Here is the blurb from the WWW site:
To mark the UN Day of Indigenous People, Survival has released a new report highlighting the devastating impact on tribal people of a massive boom in dam-building for hydropower.
Drawing on examples from Asia, Africa and the Americas, Survival’s report Serious Damage exposes the untold cost of obtaining ‘green’ electricity from large hydroelectric dams.
A rapid increase in global dam-building is currently under way. The World Bank alone is pouring $11bn into 211 hydropower projects worldwide.
The impact on tribal people is profound. One Amazonian tribe, the Enawene Nawe, has learnt that Brazilian authorities plan to build 29 dams on its rivers. Across the Amazon, the territories of five uncontacted tribes will be affected.
The Penan tribe in Sarawak face eviction to make way for a dam, and tribes in Ethiopia could be forced to rely on food aid if a dam being built on the famous Omo River is not halted. One man from the Omo Valley’s Kwegu tribe, said, ‘Our land has become bad. They closed the water off tight and now we know hunger. Open the dam and let the water flow.’
Hundreds of Brazilian tribespeople will gather this week to speak out about the controversial Belo Monte dam, which threatens several tribes’ land and vital food supplies.

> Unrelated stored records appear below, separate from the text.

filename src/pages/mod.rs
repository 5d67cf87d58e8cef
pub mod home;
pub mod not_found;
use agentic_threat_navigator::{App, init_logging};
use leptos::prelude::*;

fn main() {
	init_logging();
	mount_to_body(App);
}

This brief report, just 18 pages, succinctly describes the problem, provides examples, and recommends solutions, most of which likely won't be enthusiastically accepted by large-dam proponents.
Recommended reading; it's far too easy to forget about this issue.
"The whole of this great arsenal of war factories in the Ruhr depends for its water on three enormous dams. The Moehne. The Eder. And, the Sorpe. They control the level of the canals and supply a lot of hydroelectric power as well. When those are full they hold four hundred million tons of water. Just think of the chaos if we could break those walls down." -- Barnes Wallis (played by Michael Redgrave), The Dam Busters (1955)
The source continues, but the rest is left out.